Fast testing whether the AIO buffer (or regions within it) contain all
zeroes, which allows Python code to quickly do sparsification when
copying.
This includes the iszero.h header from nbdkit which is distributed
under a compatible license.
---
common/include/Makefile.am | 5 +--
common/include/iszero.h | 63 +++++++++++++++++++++++++++++++++++++
generator/generator | 17 ++++++++--
python/Makefile.am | 3 +-
python/handle.c | 47 +++++++++++++++++++++++++++
python/t/580-aio-is-zero.py | 53 +++++++++++++++++++++++++++++++
6 files changed, 183 insertions(+), 5 deletions(-)
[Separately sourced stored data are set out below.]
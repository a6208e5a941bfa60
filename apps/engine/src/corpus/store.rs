//! Example Store — read-only snapshot of curated examples, loaded once at
//! startup.
//!
//! A missing snapshot file is a valid degraded state (empty store). A file
//! that exists but cannot be parsed, or whose semantic buckets carry empty
//! or inconsistent embeddings, is an error.

use std::collections::HashMap;
use std::path::Path;

use tracing::{info, warn};

use crate::corpus::{Bucket, Platform, SnapshotDocument};
use crate::errors::EngineError;

/// Read-only handle over the curated snapshot. Cheap to share via `Arc`;
/// there is no mutation API.
#[derive(Debug, Clone, Default)]
pub struct ExampleStore {
    platforms: HashMap<Platform, Bucket>,
    trending_topics: Vec<String>,
}

impl ExampleStore {
    /// Loads the snapshot at `path`. Loading the same unchanged file twice
    /// yields the same store.
    pub fn load(path: &Path) -> Result<Self, EngineError> {
        let raw = match std::fs::read_to_string(path) {
            Ok(raw) => raw,
            Err(e) if e.kind() == std::io::ErrorKind::NotFound => {
                warn!(
                    "Snapshot {} not found; starting with an empty example store",
                    path.display()
                );
                return Ok(Self::default());
            }
            Err(e) => return Err(EngineError::Io(e)),
        };

        let document: SnapshotDocument = serde_json::from_str(&raw)?;
        Self::from_document(document)
    }

    /// Builds a store from an in-memory document, validating every semantic
    /// bucket.
    pub fn from_document(document: SnapshotDocument) -> Result<Self, EngineError> {
        for (platform, bucket) in &document.platforms {
            validate_bucket(*platform, bucket)?;
        }

        let total: usize = document.platforms.values().map(Bucket::len).sum();
        info!(
            "Example store loaded: {} examples across {} platforms, {} trending topics",
            total,
            document.platforms.len(),
            document.trending_topics.len()
        );

        Ok(Self {
            platforms: document.platforms,
            trending_topics: document.trending_topics,
        })
    }

    /// The bucket for `platform`, if the snapshot carried one.
    pub fn bucket(&self, platform: Platform) -> Option<&Bucket> {
        self.platforms.get(&platform)
    }

    /// Number of examples available for `platform`.
    pub fn example_count(&self, platform: Platform) -> usize {
        self.bucket(platform).map_or(0, Bucket::len)
    }

    pub fn trending_topics(&self) -> &[String] {
        &self.trending_topics
    }

    /// True when no platform has any examples.
    pub fn is_empty(&self) -> bool {
        self.platforms.values().all(Bucket::is_empty)
    }
}

/// A semantic bucket must carry a non-empty embedding of one consistent
/// dimension per example.
fn validate_bucket(platform: Platform, bucket: &Bucket) -> Result<(), EngineError> {
    let Bucket::Semantic(examples) = bucket else {
        return Ok(());
    };

    let mut expected_dim: Option<usize> = None;
    for (index, example) in examples.iter().enumerate() {
        if example.embedding.is_empty() {
            return Err(EngineError::CorruptSnapshot(format!(
                "{platform} example {index} has an empty embedding"
            )));
        }
        match expected_dim {
            None => expected_dim = Some(example.embedding.len()),
            Some(dim) if dim != example.embedding.len() => {
                return Err(EngineError::CorruptSnapshot(format!(
                    "{platform} example {index} has embedding dimension {} (expected {dim})",
                    example.embedding.len()
                )));
            }
            Some(_) => {}
        }
    }

    Ok(())
}

// ────────────────────────────────────────────────────────────────────────────
// Tests
// ────────────────────────────────────────────────────────────────────────────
diff --git a/common/include/Makefile.am b/common/include/Makefile.am
index 89cc61e..79f0351 100644
--- a/common/include/Makefile.am
+++ b/common/include/Makefile.am
@@ -1,5 +1,5 @@
# nbd client library in userspace
-# Copyright (C) 2013-2019 Red Hat Inc.
+# Copyright (C) 2013-2020 Red Hat Inc.
#
# This library is free software; you can redistribute it and/or
# modify it under the terms of the GNU Lesser General Public
@@ -18,4 +18,5 @@
include $(top_srcdir)/subdir-rules.mk
EXTRA_DIST = \
- byte-swapping.h
+ byte-swapping.h \
+ iszero.h
diff --git a/common/include/iszero.h b/common/include/iszero.h
new file mode 100644
index 0000000..7fdbb52
--- /dev/null
+++ b/common/include/iszero.h
@@ -0,0 +1,63 @@
+/* nbdkit
+ * Copyright (C) 2018 Red Hat Inc.
+ *
+ * Redistribution and use in source and binary forms, with or without
+ * modification, are permitted provided that the following conditions are
+ * met:
+ *
+ * * Redistributions of source code must retain the above copyright
+ * notice, this list of conditions and the following disclaimer.
+ *
+ * * Redistributions in binary form must reproduce the above copyright
+ * notice, this list of conditions and the following disclaimer in the
+ * documentation and/or other materials provided with the distribution.
+ *
+ * * Neither the name of Red Hat nor the names of its contributors may be
+ * used to endorse or promote products derived from this software without
+ * specific prior written permission.
+ *
+ * THIS SOFTWARE IS PROVIDED BY RED HAT AND CONTRIBUTORS ''AS IS'' AND
+ * ANY EXPRESS OR IMPLIED WARRANTIES, INCLUDING, BUT NOT LIMITED TO,
+ * THE IMPLIED WARRANTIES OF MERCHANTABILITY AND FITNESS FOR A
+ * PARTICULAR PURPOSE ARE DISCLAIMED. IN NO EVENT SHALL RED HAT OR
+ * CONTRIBUTORS BE LIABLE FOR ANY DIRECT, INDIRECT, INCIDENTAL,
+ * SPECIAL, EXEMPLARY, OR CONSEQUENTIAL DAMAGES (INCLUDING, BUT NOT
+ * LIMITED TO, PROCUREMENT OF SUBSTITUTE GOODS OR SERVICES; LOSS OF
+ * USE, DATA, OR PROFITS; OR BUSINESS INTERRUPTION) HOWEVER CAUSED AND
+ * ON ANY THEORY OF LIABILITY, WHETHER IN CONTRACT, STRICT LIABILITY,
+ * OR TORT (INCLUDING NEGLIGENCE OR OTHERWISE) ARISING IN ANY WAY OUT
+ * OF THE USE OF THIS SOFTWARE, EVEN IF ADVISED OF THE POSSIBILITY OF
+ * SUCH DAMAGE.
+ */
+
+#ifndef NBDKIT_ISZERO_H
+#define NBDKIT_ISZERO_H
+
+#include <string.h>
+#include <stdbool.h>
+
+/* Return true iff the buffer is all zero bytes.
+ *
+ * The clever approach here was suggested by Eric Blake. See:
+ *
https://www.redhat.com/archives/libguestfs/2017-April/msg00171.html
+ *
https://rusty.ozlabs.org/?p=560
+ *
+ * See also:
+ *
https://gcc.gnu.org/bugzilla/show_bug.cgi?id=69908
+ */
+static inline bool __attribute__((__nonnull__ (1)))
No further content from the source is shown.